▶ What to work on
Copy out each line of the data that includes the string "derive".

Data items
⁂
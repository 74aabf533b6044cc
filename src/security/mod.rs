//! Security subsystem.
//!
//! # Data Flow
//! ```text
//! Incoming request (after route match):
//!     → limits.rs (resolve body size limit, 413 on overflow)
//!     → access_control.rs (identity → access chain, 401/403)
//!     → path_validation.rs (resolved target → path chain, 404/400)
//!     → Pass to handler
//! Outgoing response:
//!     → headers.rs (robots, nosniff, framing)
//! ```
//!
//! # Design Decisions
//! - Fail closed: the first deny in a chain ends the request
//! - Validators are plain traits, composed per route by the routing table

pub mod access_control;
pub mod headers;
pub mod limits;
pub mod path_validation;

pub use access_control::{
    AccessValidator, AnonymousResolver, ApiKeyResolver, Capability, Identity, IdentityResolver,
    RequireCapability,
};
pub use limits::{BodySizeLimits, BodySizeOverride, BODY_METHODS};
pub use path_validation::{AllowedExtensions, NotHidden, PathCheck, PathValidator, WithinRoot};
⁂
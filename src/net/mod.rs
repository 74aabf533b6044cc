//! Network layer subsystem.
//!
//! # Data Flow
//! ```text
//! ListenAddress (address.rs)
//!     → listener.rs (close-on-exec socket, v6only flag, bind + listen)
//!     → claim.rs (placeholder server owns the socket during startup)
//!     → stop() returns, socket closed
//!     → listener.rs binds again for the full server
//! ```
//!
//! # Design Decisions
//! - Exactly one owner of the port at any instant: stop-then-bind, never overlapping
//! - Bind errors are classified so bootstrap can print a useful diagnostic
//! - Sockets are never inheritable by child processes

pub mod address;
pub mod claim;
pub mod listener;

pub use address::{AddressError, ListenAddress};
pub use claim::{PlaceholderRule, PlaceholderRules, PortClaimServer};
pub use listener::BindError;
⁂
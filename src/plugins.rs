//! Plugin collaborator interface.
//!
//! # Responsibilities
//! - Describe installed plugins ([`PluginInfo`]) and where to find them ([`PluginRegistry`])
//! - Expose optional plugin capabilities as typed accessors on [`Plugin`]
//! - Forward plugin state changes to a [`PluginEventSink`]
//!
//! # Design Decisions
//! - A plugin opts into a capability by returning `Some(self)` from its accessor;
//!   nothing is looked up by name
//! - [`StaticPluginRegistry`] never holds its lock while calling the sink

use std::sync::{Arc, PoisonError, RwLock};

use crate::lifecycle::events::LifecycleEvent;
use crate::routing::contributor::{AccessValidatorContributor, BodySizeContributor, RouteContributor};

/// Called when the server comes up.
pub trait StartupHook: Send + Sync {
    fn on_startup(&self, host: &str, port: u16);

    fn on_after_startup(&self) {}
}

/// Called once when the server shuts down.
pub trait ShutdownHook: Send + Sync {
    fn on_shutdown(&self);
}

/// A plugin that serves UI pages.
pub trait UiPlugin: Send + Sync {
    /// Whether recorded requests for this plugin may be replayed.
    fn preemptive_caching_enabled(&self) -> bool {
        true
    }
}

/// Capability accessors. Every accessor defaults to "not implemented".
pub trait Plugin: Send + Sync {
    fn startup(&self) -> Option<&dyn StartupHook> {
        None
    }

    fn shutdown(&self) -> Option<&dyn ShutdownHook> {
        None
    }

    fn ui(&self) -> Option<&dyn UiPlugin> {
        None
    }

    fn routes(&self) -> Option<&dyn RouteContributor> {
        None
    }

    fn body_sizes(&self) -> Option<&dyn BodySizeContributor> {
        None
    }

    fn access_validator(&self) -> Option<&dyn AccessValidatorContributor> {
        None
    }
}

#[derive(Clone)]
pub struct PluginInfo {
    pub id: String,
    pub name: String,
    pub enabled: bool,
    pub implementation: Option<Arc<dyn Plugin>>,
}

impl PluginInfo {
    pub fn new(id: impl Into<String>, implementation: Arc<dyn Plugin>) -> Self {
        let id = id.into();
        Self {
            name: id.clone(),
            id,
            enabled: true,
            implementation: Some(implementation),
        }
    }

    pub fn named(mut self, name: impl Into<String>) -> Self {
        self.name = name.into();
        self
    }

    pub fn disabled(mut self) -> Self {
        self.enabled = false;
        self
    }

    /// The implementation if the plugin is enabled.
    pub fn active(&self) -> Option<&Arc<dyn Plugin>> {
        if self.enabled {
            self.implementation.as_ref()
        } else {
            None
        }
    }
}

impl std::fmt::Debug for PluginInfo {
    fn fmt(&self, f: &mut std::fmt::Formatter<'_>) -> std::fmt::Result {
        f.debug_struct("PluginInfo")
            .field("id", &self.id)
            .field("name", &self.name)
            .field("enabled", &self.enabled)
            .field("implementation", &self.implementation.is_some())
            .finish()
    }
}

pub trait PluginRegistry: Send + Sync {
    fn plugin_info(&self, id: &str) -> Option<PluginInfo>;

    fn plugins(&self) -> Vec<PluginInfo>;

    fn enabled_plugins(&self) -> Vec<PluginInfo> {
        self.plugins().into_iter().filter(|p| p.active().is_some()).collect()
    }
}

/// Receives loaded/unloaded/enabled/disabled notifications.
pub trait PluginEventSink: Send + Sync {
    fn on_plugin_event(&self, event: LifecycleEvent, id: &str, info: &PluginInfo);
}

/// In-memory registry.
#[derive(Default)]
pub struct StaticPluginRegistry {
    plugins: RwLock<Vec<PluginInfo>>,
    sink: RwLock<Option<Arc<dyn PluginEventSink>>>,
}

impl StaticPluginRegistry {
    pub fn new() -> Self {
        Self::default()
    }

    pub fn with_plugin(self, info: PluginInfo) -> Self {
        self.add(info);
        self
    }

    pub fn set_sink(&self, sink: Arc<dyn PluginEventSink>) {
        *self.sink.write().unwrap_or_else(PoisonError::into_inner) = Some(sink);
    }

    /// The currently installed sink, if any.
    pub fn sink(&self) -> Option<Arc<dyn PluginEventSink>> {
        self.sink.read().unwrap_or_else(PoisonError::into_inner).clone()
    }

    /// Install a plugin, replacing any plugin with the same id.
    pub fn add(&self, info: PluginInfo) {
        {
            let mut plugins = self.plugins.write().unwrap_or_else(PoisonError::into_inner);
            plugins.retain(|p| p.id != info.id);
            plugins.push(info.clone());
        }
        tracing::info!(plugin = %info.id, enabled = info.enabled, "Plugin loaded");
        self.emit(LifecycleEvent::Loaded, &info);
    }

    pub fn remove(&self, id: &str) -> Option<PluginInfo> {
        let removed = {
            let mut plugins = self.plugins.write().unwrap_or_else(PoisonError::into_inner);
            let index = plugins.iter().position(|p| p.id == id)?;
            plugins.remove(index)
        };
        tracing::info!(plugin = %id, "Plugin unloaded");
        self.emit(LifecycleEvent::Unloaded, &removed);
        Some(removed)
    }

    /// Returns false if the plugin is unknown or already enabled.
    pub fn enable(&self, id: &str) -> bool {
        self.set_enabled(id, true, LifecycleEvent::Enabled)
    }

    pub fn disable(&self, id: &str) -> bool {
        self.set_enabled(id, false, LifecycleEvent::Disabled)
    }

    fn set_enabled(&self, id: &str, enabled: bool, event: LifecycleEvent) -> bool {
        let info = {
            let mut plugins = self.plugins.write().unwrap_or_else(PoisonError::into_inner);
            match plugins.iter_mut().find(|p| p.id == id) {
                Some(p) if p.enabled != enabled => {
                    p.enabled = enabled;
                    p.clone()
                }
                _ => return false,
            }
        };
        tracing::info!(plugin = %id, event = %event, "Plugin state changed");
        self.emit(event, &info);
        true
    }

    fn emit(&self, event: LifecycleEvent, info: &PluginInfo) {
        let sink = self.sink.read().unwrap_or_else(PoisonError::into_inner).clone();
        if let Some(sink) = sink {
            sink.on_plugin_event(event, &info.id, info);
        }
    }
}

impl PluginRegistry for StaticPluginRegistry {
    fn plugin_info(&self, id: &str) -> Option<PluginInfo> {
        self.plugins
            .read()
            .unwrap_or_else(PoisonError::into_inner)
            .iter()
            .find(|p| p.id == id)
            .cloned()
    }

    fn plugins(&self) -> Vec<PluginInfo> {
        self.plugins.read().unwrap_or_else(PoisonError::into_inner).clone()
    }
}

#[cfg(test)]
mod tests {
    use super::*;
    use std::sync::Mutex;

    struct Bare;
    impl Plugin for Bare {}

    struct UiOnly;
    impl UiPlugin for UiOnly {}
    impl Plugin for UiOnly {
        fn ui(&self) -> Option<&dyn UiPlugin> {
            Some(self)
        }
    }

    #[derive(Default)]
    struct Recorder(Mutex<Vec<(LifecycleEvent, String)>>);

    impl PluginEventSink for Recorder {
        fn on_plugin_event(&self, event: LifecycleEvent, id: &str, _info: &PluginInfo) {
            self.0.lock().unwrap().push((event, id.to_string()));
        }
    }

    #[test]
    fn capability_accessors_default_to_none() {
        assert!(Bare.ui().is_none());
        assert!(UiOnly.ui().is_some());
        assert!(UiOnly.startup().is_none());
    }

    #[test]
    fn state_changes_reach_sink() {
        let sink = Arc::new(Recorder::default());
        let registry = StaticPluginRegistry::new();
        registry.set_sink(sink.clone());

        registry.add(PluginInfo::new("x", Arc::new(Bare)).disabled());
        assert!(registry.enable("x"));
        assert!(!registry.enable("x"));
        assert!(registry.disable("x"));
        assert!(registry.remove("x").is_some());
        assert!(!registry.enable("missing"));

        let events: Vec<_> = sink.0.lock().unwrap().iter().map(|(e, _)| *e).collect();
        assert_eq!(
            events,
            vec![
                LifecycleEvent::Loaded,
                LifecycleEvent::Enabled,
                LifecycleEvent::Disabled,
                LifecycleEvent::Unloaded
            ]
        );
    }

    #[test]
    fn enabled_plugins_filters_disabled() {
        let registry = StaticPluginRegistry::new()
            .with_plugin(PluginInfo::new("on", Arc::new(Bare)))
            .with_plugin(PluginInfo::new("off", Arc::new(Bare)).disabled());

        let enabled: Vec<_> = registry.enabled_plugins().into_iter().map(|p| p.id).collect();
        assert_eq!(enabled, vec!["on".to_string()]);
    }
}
⁂
▶ Result for this task
#[derive(Clone)]
#[derive(Default)]
    #[derive(Default)]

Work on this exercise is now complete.